You have to go into the worst places inside yourself to be able to do what you have to do. Train yourself to be brutal by touching worms. You will get the jitters sure enough but just look at those who’ve lost their shoes and think they are better off without them. You will be tempted by that nothing state, the musselmen we call them.
You will rehearse your prison number as tho it could tell you something, you will live hungry for food, for books, for warmth, for sleep, for tobacco. Hungry in a word for parcels from the world left behind. Not everyone gets parcels. Those who have parcels become an elite.
You will wish your body was more compact and that your head sat tighter on your shoulders, you wish you were more like a bear than a giraffe. Victory goes to people without necks, you should become reptilian hard, bottom-most brain cogs grinding. Learn how to go about things, husband your resources, always trade up, ‘ware obligations, the small comfort of shoe laces might begin your corruption”
But Eric saw people and oddments, not situations, patterns, force lines. He saw the young Italian historian Leo Valliani who had spent eight of his twenty nine years in prison for anti-fascist activity and the middle-aged Belgian épicier peaceful in France until his neighbour accuses him of signaling with pigeons. Arrested. He saw the solemn, stupid White Russian giant elected block leader and the pimp from Paris in his gangster fashion teddy-bear coat. He saw the actor who protested his transfer to the old men’s barracks whose tears streaked the rejuvenating make up he’d gone to so much trouble to fabricate. Eric saw the Jewish doctor who declined quickly after a false accusation and became muttering, unkempt, apathetic and the homosexual foreign legionnaire, a Swiss, who gets control of the block thru a deal with the gendarmes and the irreducible German communist sweating ice through the Hitler Stalin pact. And then there was himself, the thirty seven year old office boy with an English mum.
And it could all happen again: at five o’clock the morning of September 7th 1950 there was a mass arrest of hundreds of communist Spanish Republican exiles and Eastern Europeans across France. The action was coded Boléro-Paprika. A text from L’Amicale:
… one day the cars stopped in the middle of a forest. They took off our handcuffs, got back into the cars and drove away. We didn’t know where we were, we had driven for days. We had been abandoned, without food, water, documentation or any explanation next to the East German border.
The Préfet of the French Zone in Germany reported up the chain:
“I beg to inform you that since last January we have passed into East Germany eight hundred and thirty six foreigners expelled from France, either by sentence, thru breaking of work contracts or of dubious past”

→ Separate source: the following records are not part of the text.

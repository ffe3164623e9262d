use crate::core_ftpcommand::utils::{acquire_transport, reply_transport_error, resolve_arg};
use crate::core_network::network::GatewayContext;
use crate::helpers::{reply, ControlWriter};
use crate::session::Session;
use log::{info, warn};
use std::sync::Arc;
use tokio::sync::Mutex;

/// Handles the RNTO command.
///
/// Requires a source staged by RNFR. The staged source is cleared whatever
/// the outcome of the rename.
pub async fn handle_rnto_command(
    writer: ControlWriter,
    ctx: Arc<GatewayContext>,
    session: Arc<Mutex<Session>>,
    arg: String,
) -> Result<(), std::io::Error> {
    let rename_from = session.lock().await.rename_from.take();
    let Some(from) = rename_from else {
        warn!("RNTO received without RNFR");
        return reply(&writer, 503, "Bad sequence of commands").await;
    };

    if arg.trim().is_empty() {
        return reply(&writer, 501, "Syntax error in parameters or arguments").await;
    }

    let to = resolve_arg(&session, &arg).await;
    let Some(mut lease) = acquire_transport(&writer, &ctx).await? else {
        return Ok(());
    };

    let result = lease.rename(&from, &to).await;
    match result {
        Ok(()) => {
            info!("Renamed {} to {}", from, to);
            reply(&writer, 250, "Rename successful").await
        }
        Err(e) => {
            warn!("Failed to rename {} to {}: {}", from, to, e);
            reply_transport_error(&writer, &mut lease, e).await
        }
    }
}
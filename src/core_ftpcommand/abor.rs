use crate::core_network::network::GatewayContext;
use crate::helpers::{reply, ControlWriter};
use crate::session::Session;
use log::{info, warn};
use std::sync::Arc;
use tokio::sync::Mutex;

/// Handles the ABOR command.
///
/// Cancels the running transfer and waits until it has released its data
/// connection, remote file and transport. The transfer answers 426 itself,
/// then ABOR is acknowledged with 226.
pub async fn handle_abor_command(
    writer: ControlWriter,
    _ctx: Arc<GatewayContext>,
    session: Arc<Mutex<Session>>,
    _arg: String,
) -> Result<(), std::io::Error> {
    let transfer = {
        let mut session = session.lock().await;
        session.passive_listener = None;
        session.take_transfer()
    };

    if let Some(transfer) = transfer {
        info!("Aborting in-flight transfer");
        transfer.cancel.cancel();
        if let Err(e) = transfer.handle.await {
            warn!("Aborted transfer task failed: {}", e);
        }
    }

    reply(&writer, 226, "ABOR command successful").await
}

The French fantasy was that they were fifth columnists for Stalin. But Stalin did not want the West European peoples to rise up. He had directed them lie down and talk up peace. The reality was that the Communists among the exiles maintained a state of readiness to re-ignite the Spanish conflict and this was contrary to NATO interests.

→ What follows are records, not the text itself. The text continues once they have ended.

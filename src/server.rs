use crate::config::Config;
use crate::constants::STARTUP_PROBE_COMMAND;
use crate::core_network::network::{self, GatewayContext};
use crate::core_pool::{AdmissionSemaphore, ConnectionManager, PoolSettings};
use crate::core_transport::TransportFactory;
use anyhow::{bail, Context, Result};
use log::{error, info, warn};
use std::net::SocketAddr;
use std::sync::Arc;
use tokio::task::JoinHandle;
use tokio_util::sync::CancellationToken;

/// A running gateway. Dropping the handle leaves it running; call
/// [`GatewayHandle::stop`] to shut it down.
pub struct GatewayHandle {
    local_addr: SocketAddr,
    shutdown: CancellationToken,
    server: JoinHandle<()>,
    sweeper: JoinHandle<()>,
    pool: ConnectionManager,
}

impl GatewayHandle {
    pub fn local_addr(&self) -> SocketAddr {
        self.local_addr
    }

    pub fn pool(&self) -> &ConnectionManager {
        &self.pool
    }

    /// Waits until the gateway stops on its own (it only does on `stop`).
    pub async fn wait(&mut self) {
        if let Err(e) = (&mut self.server).await {
            error!("Gateway task failed: {}", e);
        }
    }

    /// Closes the listener, ends every session and closes pooled transports.
    pub async fn stop(mut self) {
        info!("Stopping gateway on {}", self.local_addr);
        self.shutdown.cancel();
        self.wait().await;
        self.sweeper.abort();
        self.pool.shutdown().await;
        info!("Gateway stopped");
    }
}

/// Checks that the remote host answers before the gateway starts listening.
async fn run_startup_probe(pool: &ConnectionManager) -> Result<()> {
    let mut lease = pool
        .acquire()
        .await
        .with_context(|| format!("Remote host {} is not reachable", pool.host()))?;
    let outcome = lease.execute_command(STARTUP_PROBE_COMMAND).await;
    // The probe transport is not kept.
    lease.discard();

    let (status, output) =
        outcome.with_context(|| format!("Startup probe failed on {}", pool.host()))?;
    if status != 0 || !output.contains("Connected") {
        bail!(
            "Startup probe on {} returned status {}: {}",
            pool.host(),
            status,
            output.trim()
        );
    }
    info!("Startup probe succeeded on {}", pool.host());
    Ok(())
}

/// Starts the FTP gateway for one remote endpoint.
///
/// Registers the host's connection budget on `admission`, probes the remote
/// host, opens the warm transport and binds the control listener. Any of
/// these failing aborts startup.
pub async fn start(
    config: Arc<Config>,
    factory: Arc<dyn TransportFactory>,
    admission: Arc<AdmissionSemaphore>,
) -> Result<GatewayHandle> {
    admission.configure(&factory.host_key(), config.remote.max_connections);
    let pool = ConnectionManager::new(factory, admission, PoolSettings::from(&config.pool));

    if config.server.startup_probe {
        run_startup_probe(&pool).await?;
    }
    if config.pool.keep_warm {
        if let Err(e) = pool.warm_up().await {
            warn!("Could not open warm transport: {}", e);
        }
    }

    let listener = network::bind_listener(&config).await?;
    let local_addr = listener.local_addr()?;

    let sweeper = pool.spawn_sweeper();
    let shutdown = CancellationToken::new();
    let ctx = Arc::new(GatewayContext {
        config,
        pool: pool.clone(),
    });
    let server = tokio::spawn(network::start_server(listener, ctx, shutdown.clone()));

    info!("FTP gateway for {} ready on {}", pool.host(), local_addr);
    Ok(GatewayHandle {
        local_addr,
        shutdown,
        server,
        sweeper,
        pool,
    })
}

Aurélie Denoyer, source with Anne Dulphy of this information, writes:
… Boléro-Paprika was an action of mass expulsion. In French law expulsion is defined as the action of chasing someone by violence by or local decision. The individuals concerned are seen not as ut singuli but as anonymous parts of a pre-defined social body.
Aurélie found a piece of paper with the Police time-table written down:
3h00 : wake up and assemble urban personnel
4h00 : secretariat, inspectors and escorts take up position in districts
4h00 : name and address lists circulated
4h15 : teams brought together and instructed in their duties
4h30 : teams leave for their districts
4h30 : riot police reserve positioned
4h45 : urban police radio network on
5h00 : action
It couldn’t be clearer.
It used to be said that if all the world’s population agreed to stand on one leg they could fit onto the Isle of Wight. But that depends on being able to speak to your neighbour and stand his smell, depends on being recognized without derogation on racial or religious grounds. Think of the railway wagon.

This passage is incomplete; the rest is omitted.